─── INFORMATION PROVIDED

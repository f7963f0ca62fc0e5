//! Adapter over an external video-download tool (yt-dlp-shaped CLI):
//! invoke it, surface progress, and report the produced file plus its
//! sidecar metadata document.

mod progress;

use std::path::{Path, PathBuf};
use std::process::Stdio;

use thiserror::Error;
use tokio::io::{AsyncBufReadExt, BufReader};
use tokio::process::Command;

pub use progress::DownloadProgress;
use progress::ProgressGate;

#[derive(Debug, Error)]
pub enum DownloadError {
    #[error("failed to launch downloader process: {0}")]
    Spawn(#[source] std::io::Error),
    #[error("downloader exited with status {0}")]
    NonZeroExit(std::process::ExitStatus),
    #[error("downloader reported success but produced no output file")]
    MissingOutputFile,
    #[error("downloader produced no sidecar metadata file")]
    MissingMetadata,
    #[error("io error: {0}")]
    Io(#[from] std::io::Error),
}

/// The file the downloader produced and its sidecar `.info.json`.
#[derive(Debug, Clone)]
pub struct DownloadOutcome {
    pub path: PathBuf,
    pub info_json_path: PathBuf,
}

#[derive(Debug, Clone)]
pub struct DownloaderConfig {
    /// Path or bare name of the downloader binary (`yt-dlp` on `PATH` by default).
    pub binary: String,
    pub config_file: Option<PathBuf>,
    pub netrc_file: Option<PathBuf>,
    pub cookies_file: Option<PathBuf>,
    /// Fragment worker cap, per spec §4.4.
    pub concurrent_fragments: u32,
    /// Rate limit in bytes/sec, per spec §4.4 (5 MB/s default).
    pub rate_limit_bytes: u64,
}

impl Default for DownloaderConfig {
    fn default() -> Self {
        Self {
            binary: "yt-dlp".to_string(),
            config_file: None,
            netrc_file: None,
            cookies_file: None,
            concurrent_fragments: 3,
            rate_limit_bytes: 5_000_000,
        }
    }
}

#[derive(Debug, Clone)]
pub struct Downloader {
    config: DownloaderConfig,
}

impl Downloader {
    pub fn new(config: DownloaderConfig) -> Self {
        Self { config }
    }

    /// Download `url` into `target_dir`, invoking `on_progress` at least
    /// every 60 seconds or every 25% of completion, whichever comes
    /// first (the gate lives in [`ProgressGate`]).
    pub async fn download(
        &self,
        url: &str,
        target_dir: &Path,
        mut on_progress: impl FnMut(DownloadProgress),
    ) -> Result<DownloadOutcome, DownloadError> {
        tokio::fs::create_dir_all(target_dir).await?;

        let output_template = target_dir.join("%(title)s.%(ext)s");
        let mut cmd = Command::new(&self.config.binary);
        cmd.arg(url)
            .arg("--no-playlist")
            .arg("--no-warnings")
            .arg("--write-info-json")
            .arg("--newline")
            .arg("--concurrent-fragments")
            .arg(self.config.concurrent_fragments.to_string())
            .arg("--limit-rate")
            .arg(self.config.rate_limit_bytes.to_string())
            .arg("--print")
            .arg("after_move:filepath")
            .arg("-o")
            .arg(output_template.to_string_lossy().to_string())
            .stdout(Stdio::piped())
            .stderr(Stdio::null());

        if let Some(config_file) = &self.config.config_file {
            cmd.arg("--config-locations").arg(config_file);
        }
        if let Some(netrc_file) = &self.config.netrc_file {
            cmd.arg("--netrc-location").arg(netrc_file).arg("--netrc");
        }
        if let Some(cookies_file) = &self.config.cookies_file {
            cmd.arg("--cookies").arg(cookies_file);
        }

        tracing::info!(%url, target = %target_dir.display(), "starting download");

        let mut child = cmd.spawn().map_err(DownloadError::Spawn)?;
        let stdout = child.stdout.take().expect("piped stdout");
        let mut lines = BufReader::new(stdout).lines();

        let mut gate = ProgressGate::new();
        let mut reported_path: Option<PathBuf> = None;

        while let Some(line) = lines.next_line().await? {
            if let Some(progress) = progress::parse_line(&line) {
                if gate.should_report(&progress) {
                    on_progress(progress);
                }
            } else if !line.trim().is_empty() {
                // `--print after_move:filepath` writes the bare final path.
                reported_path = Some(PathBuf::from(line.trim()));
            }
        }

        let status = child.wait().await?;
        if !status.success() {
            return Err(DownloadError::NonZeroExit(status));
        }

        let path = reported_path.ok_or(DownloadError::MissingOutputFile)?;
        if !tokio::fs::try_exists(&path).await? {
            return Err(DownloadError::MissingOutputFile);
        }

        let info_json_path = path.with_extension("info.json");
        if !tokio::fs::try_exists(&info_json_path).await? {
            return Err(DownloadError::MissingMetadata);
        }

        Ok(DownloadOutcome { path, info_json_path })
    }
}

#[cfg(test)]
mod tests {
    use super::*;

    #[test]
    fn default_config_matches_spec_limits() {
        let config = DownloaderConfig::default();
        assert_eq!(config.concurrent_fragments, 3);
        assert_eq!(config.rate_limit_bytes, 5_000_000);
    }
}
use axum::extract::{Path, Query, State};
use axum::routing::{get, post};
use axum::{Json, Router};
use cfwai_model::{Item, Outcome, Stage};
use serde::Deserialize;
use serde_json::Value;

use crate::errors::{AppError, AppResult};
use crate::state::AppState;

pub fn create_router(state: AppState) -> Router {
    Router::new()
        .route("/api/notify", post(notify_handler))
        .route("/enqueue", post(enqueue_handler))
        .route("/get_item", get(get_item_handler))
        .route("/dequeue_item", post(dequeue_item_handler))
        .route("/api/start_{stage}", post(start_stage_handler))
        .route("/api/stop_{stage}", post(stop_stage_handler))
        .with_state(state)
}

#[derive(Debug, Deserialize)]
pub struct NotifyParams {
    creator: String,
    title: String,
    datecode: String,
    url: String,
}

async fn notify_handler(State(state): State<AppState>, Query(params): Query<NotifyParams>) -> AppResult<Json<Value>> {
    let item = Item::new(params.creator, params.title, params.datecode, params.url);
    state.decision_queue.push(item).await?;
    Ok(Json(serde_json::json!({ "status": "queued" })))
}

#[derive(Debug, Deserialize)]
pub struct EnqueueBody {
    message: String,
}

async fn enqueue_handler(State(state): State<AppState>, Json(body): Json<EnqueueBody>) -> Json<Value> {
    let Some(item) = parse_enqueue_message(&body.message) else {
        return Json(serde_json::json!({ "error": "Unable to process message" }));
    };
    match state.decision_queue.push(item).await {
        Ok(()) => Json(serde_json::json!({ "status": "queued" })),
        Err(err) => {
            tracing::error!(%err, "failed to enqueue parsed message");
            Json(serde_json::json!({ "error": "Unable to process message" }))
        }
    }
}

/// Parses `"<CREATOR> :: <YYYYMMDD> :: <TITLE>\n\n<URL>"` into an [`Item`],
/// per spec §6's `/enqueue` format. `None` on any malformed shape.
fn parse_enqueue_message(message: &str) -> Option<Item> {
    let (header, url) = message.split_once("\n\n")?;
    let mut parts = header.splitn(3, " :: ");
    let creator = parts.next()?.trim();
    let datecode = parts.next()?.trim();
    let title = parts.next()?.trim();
    if creator.is_empty() || datecode.is_empty() || title.is_empty() || url.trim().is_empty() {
        return None;
    }
    Some(Item::new(creator, title, datecode, url.trim()))
}

#[derive(Debug, Deserialize)]
pub struct GetItemParams {
    datafrom: String,
    name: Option<String>,
    value: Option<String>,
}

async fn get_item_handler(State(state): State<AppState>, Query(params): Query<GetItemParams>) -> AppResult<Json<Vec<Value>>> {
    let outcome = Outcome::from_archive_name(&params.datafrom)
        .ok_or_else(|| AppError::not_found(format!("unknown archive {}", params.datafrom)))?;
    let items = state.store.load_archive(outcome)?;

    let filtered = items
        .into_iter()
        .filter_map(|item| serde_json::to_value(&item).ok())
        .filter(|value| matches_filter(value, params.name.as_deref(), params.value.as_deref()))
        .collect();
    Ok(Json(filtered))
}

/// Applies `/get_item`'s three filter combinations (spec §6): both
/// `name`+`value` requires exact equality on that field; `name` alone
/// requires the field to be present; `value` alone requires it to appear
/// among the item's stringified field values.
fn matches_filter(value: &Value, name: Option<&str>, filter_value: Option<&str>) -> bool {
    let Value::Object(fields) = value else { return false };
    match (name, filter_value) {
        (Some(name), Some(filter_value)) => {
            fields.get(name).is_some_and(|field| stringify(field) == filter_value)
        }
        (Some(name), None) => fields.contains_key(name),
        (None, Some(filter_value)) => fields.values().any(|field| stringify(field) == filter_value),
        (None, None) => true,
    }
}

fn stringify(value: &Value) -> String {
    match value {
        Value::String(s) => s.clone(),
        other => other.to_string(),
    }
}

async fn dequeue_item_handler(State(state): State<AppState>, Json(item): Json<Item>) -> AppResult<Json<bool>> {
    let removed = state.decision_queue.remove_matching(&item).await?;
    Ok(Json(removed))
}

fn parse_stage(name: &str) -> Option<Stage> {
    match name {
        "decision" => Some(Stage::Decision),
        "aging" => Some(Stage::Aging),
        "download" => Some(Stage::Download),
        _ => None,
    }
}

async fn start_stage_handler(State(state): State<AppState>, Path(stage): Path<String>) -> AppResult<Json<Value>> {
    let stage = parse_stage(&stage).ok_or_else(|| AppError::bad_request(format!("unknown stage {stage}")))?;
    state.supervisor.start(stage).await;
    Ok(Json(serde_json::json!({ "status": "started", "stage": stage.to_string() })))
}

async fn stop_stage_handler(State(state): State<AppState>, Path(stage): Path<String>) -> AppResult<Json<Value>> {
    let stage = parse_stage(&stage).ok_or_else(|| AppError::bad_request(format!("unknown stage {stage}")))?;
    state.supervisor.stop(stage).await;
    Ok(Json(serde_json::json!({ "status": "stopped", "stage": stage.to_string() })))
}

#[cfg(test)]
mod tests {
    use super::*;

    #[test]
    fn parse_enqueue_message_accepts_the_documented_shape() {
        let item = parse_enqueue_message("Some Creator :: 20250101 :: Some Title\n\nhttps://example/x").unwrap();
        assert_eq!(item.creator, "Some Creator");
        assert_eq!(item.datecode, "20250101");
        assert_eq!(item.title, "Some Title");
        assert_eq!(item.url, "https://example/x");
    }

    #[test]
    fn parse_enqueue_message_rejects_missing_url_separator() {
        assert!(parse_enqueue_message("Some Creator :: 20250101 :: Some Title https://example/x").is_none());
    }

    #[test]
    fn parse_enqueue_message_rejects_too_few_fields() {
        assert!(parse_enqueue_message("Some Creator :: 20250101\n\nhttps://example/x").is_none());
    }

    #[test]
    fn matches_filter_requires_exact_equality_when_both_given() {
        let value = serde_json::json!({ "creator": "Alice", "score": 70 });
        assert!(matches_filter(&value, Some("score"), Some("70")));
        assert!(!matches_filter(&value, Some("score"), Some("71")));
    }

    #[test]
    fn matches_filter_checks_presence_with_name_only() {
        let value = serde_json::json!({ "creator": "Alice" });
        assert!(matches_filter(&value, Some("creator"), None));
        assert!(!matches_filter(&value, Some("title"), None));
    }

    #[test]
    fn matches_filter_checks_any_field_with_value_only() {
        let value = serde_json::json!({ "creator": "Alice", "title": "Other" });
        assert!(matches_filter(&value, None, Some("Alice")));
        assert!(!matches_filter(&value, None, Some("Bob")));
    }
}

──────

_TASK TO COMPLETE_
Every line of the records above that contains the word "trim" should be counted, and only the total given.

_SOLUTION FOR THIS PROBLEM_
7